La miel puede durar miles de años en recipientes sellados; incluso se ha encontrado en tumbas del antiguo Egipto. El secreto está en el proceso de elaboración de la miel.
Las abejas recolectoras recogen el néctar azucarado de las flores y lo llevan de regreso a la colmena. Aquí, las abejas transfieren el néctar a otras abejas obreras, quienes beben y regurgitan repetidamente el líquido, reduciendo su contenido de agua. Durante este proceso, una enzima en el estómago de las abejas descompone la glucosa del néctar en ácido glucónico (que contribuye a la acidez de la miel (pH de aproximadamente 4)) y peróxido de hidrógeno.

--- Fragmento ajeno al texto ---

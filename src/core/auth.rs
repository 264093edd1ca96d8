//! Identity verification against an external token service
//!
//! The verifier is a pure gate: it takes the bearer credential from the
//! `Authorization` header, asks the external issuer to verify it, and yields
//! the caller identity for downstream handlers. It has no side effects beyond
//! the external call.

use async_trait::async_trait;
use serde::{Deserialize, Serialize};
use std::collections::HashMap;
use thiserror::Error;

/// Errors raised while resolving the caller identity. All map to 401.
#[derive(Debug, Error)]
pub enum AuthError {
    #[error("no token provided")]
    MissingCredentials,

    #[error("malformed authorization header")]
    MalformedHeader,

    #[error("invalid token: {0}")]
    Rejected(String),

    #[error("token verification unavailable: {0}")]
    Unavailable(String),
}

/// The verified caller identity
#[derive(Debug, Clone, PartialEq, Eq, Serialize, Deserialize)]
#[serde(rename_all = "camelCase")]
pub struct Identity {
    pub subject_id: String,
    #[serde(default, skip_serializing_if = "Option::is_none")]
    pub email: Option<String>,
}

/// Resolves a bearer credential into an [`Identity`]
#[async_trait]
pub trait TokenVerifier: Send + Sync {
    async fn verify(&self, token: &str) -> Result<Identity, AuthError>;
}

/// Extract the bearer token from an `Authorization` header value.
pub fn parse_bearer(header: &str) -> Result<&str, AuthError> {
    let token = header
        .strip_prefix("Bearer ")
        .ok_or(AuthError::MalformedHeader)?;
    if token.is_empty() {
        return Err(AuthError::MalformedHeader);
    }
    Ok(token)
}

/// Verifier backed by an external HTTP token-verification endpoint
///
/// Posts the credential as JSON and expects `{"subjectId": ..., "email": ...}`
/// back. Any non-success status is a rejection; transport failures surface as
/// `Unavailable`.
#[derive(Clone)]
pub struct HttpTokenVerifier {
    client: reqwest::Client,
    endpoint: String,
}

#[derive(Serialize)]
struct VerifyRequest<'a> {
    token: &'a str,
}

impl HttpTokenVerifier {
    pub fn new(endpoint: impl Into<String>) -> Self {
        Self {
            client: reqwest::Client::new(),
            endpoint: endpoint.into(),
        }
    }
}

#[async_trait]
impl TokenVerifier for HttpTokenVerifier {
    async fn verify(&self, token: &str) -> Result<Identity, AuthError> {
        let response = self
            .client
            .post(&self.endpoint)
            .json(&VerifyRequest { token })
            .send()
            .await
            .map_err(|e| AuthError::Unavailable(e.to_string()))?;

        if !response.status().is_success() {
            return Err(AuthError::Rejected(format!(
                "verification service returned {}",
                response.status()
            )));
        }

        response
            .json::<Identity>()
            .await
            .map_err(|e| AuthError::Rejected(e.to_string()))
    }
}

/// Fixed token-to-identity map, for tests and local development
#[derive(Debug, Clone, Default)]
pub struct StaticTokenVerifier {
    tokens: HashMap<String, Identity>,
}

impl StaticTokenVerifier {
    pub fn new() -> Self {
        Self::default()
    }

    pub fn with_token(mut self, token: impl Into<String>, identity: Identity) -> Self {
        self.tokens.insert(token.into(), identity);
        self
    }
}

#[async_trait]
impl TokenVerifier for StaticTokenVerifier {
    async fn verify(&self, token: &str) -> Result<Identity, AuthError> {
        self.tokens
            .get(token)
            .cloned()
            .ok_or_else(|| AuthError::Rejected("unknown token".to_string()))
    }
}

#[cfg(test)]
mod tests {
    use super::*;

    #[test]
    fn parse_bearer_accepts_bearer_scheme() {
        assert_eq!(parse_bearer("Bearer abc123").unwrap(), "abc123");
    }

    #[test]
    fn parse_bearer_rejects_other_schemes() {
        assert!(matches!(
            parse_bearer("Basic dXNlcjpwYXNz"),
            Err(AuthError::MalformedHeader)
        ));
        assert!(matches!(
            parse_bearer("bearer abc"),
            Err(AuthError::MalformedHeader)
        ));
    }

    #[test]
    fn parse_bearer_rejects_empty_token() {
        assert!(matches!(
            parse_bearer("Bearer "),
            Err(AuthError::MalformedHeader)
        ));
    }

    #[tokio::test]
    async fn static_verifier_resolves_known_token() {
        let verifier = StaticTokenVerifier::new().with_token(
            "alice-token",
            Identity {
                subject_id: "alice".to_string(),
                email: Some("alice@example.com".to_string()),
            },
        );

        let identity = verifier.verify("alice-token").await.unwrap();
        assert_eq!(identity.subject_id, "alice");
        assert_eq!(identity.email.as_deref(), Some("alice@example.com"));
    }

    #[tokio::test]
    async fn static_verifier_rejects_unknown_token() {
        let verifier = StaticTokenVerifier::new();
        assert!(matches!(
            verifier.verify("nope").await,
            Err(AuthError::Rejected(_))
        ));
    }

    #[test]
    fn identity_wire_format_is_camel_case() {
        let identity: Identity = serde_json::from_value(serde_json::json!({
            "subjectId": "uid-1",
            "email": "u@example.com"
        }))
        .unwrap();
        assert_eq!(identity.subject_id, "uid-1");
    }
}
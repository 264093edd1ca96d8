//! Tests for the error taxonomy and its HTTP mapping
//!
//! Verifies that every error category maps to the documented status code and
//! that responses carry the `{code, message}` shape without leaking
//! internals.

use axum::http::StatusCode;
use axum::response::IntoResponse;
use consulta::core::auth::AuthError;
use consulta::core::error::ApiError;
use consulta::core::resource::{CONSULTATION, SURVEY};
use consulta::core::store::StoreError;
use uuid::Uuid;

mod status_codes {
    use super::*;

    #[test]
    fn validation_is_400() {
        assert_eq!(
            ApiError::validation("missing title").status_code(),
            StatusCode::BAD_REQUEST
        );
    }

    #[test]
    fn missing_credentials_is_401() {
        assert_eq!(
            ApiError::Auth(AuthError::MissingCredentials).status_code(),
            StatusCode::UNAUTHORIZED
        );
    }

    #[test]
    fn rejected_token_is_401() {
        assert_eq!(
            ApiError::Auth(AuthError::Rejected("expired".to_string())).status_code(),
            StatusCode::UNAUTHORIZED
        );
    }

    #[test]
    fn not_found_is_404() {
        assert_eq!(
            ApiError::NotFound("consultation not found".to_string()).status_code(),
            StatusCode::NOT_FOUND
        );
    }

    #[test]
    fn persistence_is_500() {
        assert_eq!(
            ApiError::Persistence("write failed".to_string()).status_code(),
            StatusCode::INTERNAL_SERVER_ERROR
        );
    }

    #[test]
    fn internal_is_500() {
        assert_eq!(
            ApiError::Internal.status_code(),
            StatusCode::INTERNAL_SERVER_ERROR
        );
    }
}

mod store_error_mapping {
    use super::*;

    #[test]
    fn lookup_turns_not_found_into_404() {
        let err = ApiError::lookup(StoreError::not_found(&SURVEY, &Uuid::new_v4()));
        assert_eq!(err.status_code(), StatusCode::NOT_FOUND);
        assert_eq!(err.error_code(), "NOT_FOUND");
    }

    #[test]
    fn lookup_keeps_backend_failures_at_500() {
        let err = ApiError::lookup(StoreError::backend(&SURVEY, "get", "timeout"));
        assert_eq!(err.status_code(), StatusCode::INTERNAL_SERVER_ERROR);
    }

    #[test]
    fn persistence_turns_not_found_into_500() {
        // The protected routes keep the historical mapping: a missing
        // record surfaces as a persistence failure.
        let err = ApiError::persistence(StoreError::not_found(&CONSULTATION, &Uuid::new_v4()));
        assert_eq!(err.status_code(), StatusCode::INTERNAL_SERVER_ERROR);
        assert_eq!(err.error_code(), "PERSISTENCE_ERROR");
    }

    #[test]
    fn store_messages_name_the_operation() {
        let err = ApiError::persistence(StoreError::backend(&CONSULTATION, "update", "oops"));
        assert!(err.to_string().starts_with("failed to update consultation"));
    }
}

mod response_shape {
    use super::*;

    #[test]
    fn error_body_has_code_and_message() {
        let body = ApiError::validation("title must not be empty").to_response();
        assert_eq!(body.code, "VALIDATION_ERROR");
        assert_eq!(body.message, "title must not be empty");
    }

    #[test]
    fn internal_error_has_fixed_generic_message() {
        let body = ApiError::Internal.to_response();
        assert_eq!(body.code, "INTERNAL_ERROR");
        assert_eq!(body.message, "Something went wrong!");
    }

    #[tokio::test]
    async fn into_response_sets_status_and_json_content_type() {
        let response = ApiError::NotFound("survey not found".to_string()).into_response();
        assert_eq!(response.status(), StatusCode::NOT_FOUND);

        let content_type = response
            .headers()
            .get(axum::http::header::CONTENT_TYPE)
            .and_then(|v| v.to_str().ok())
            .unwrap_or_default()
            .to_string();
        assert!(content_type.starts_with("application/json"));
    }
}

Una vez depositado el néctar en el panal, las abejas lo avivan frenéticamente con sus alas para acelerar la evaporación del agua. El bajo contenido de agua y la alta acidez de la miel son las dos razones principales por las que la miel no se echa a perder: las bacterias que causan el deterioro de los alimentos no pueden crecer en estas condiciones.
El peróxido de hidrógeno también tiene propiedades antibacterianas. De esta manera, la miel se mantiene fresca para las abejas durante los fríos meses de invierno y durante mucho más tiempo en nuestros frascos.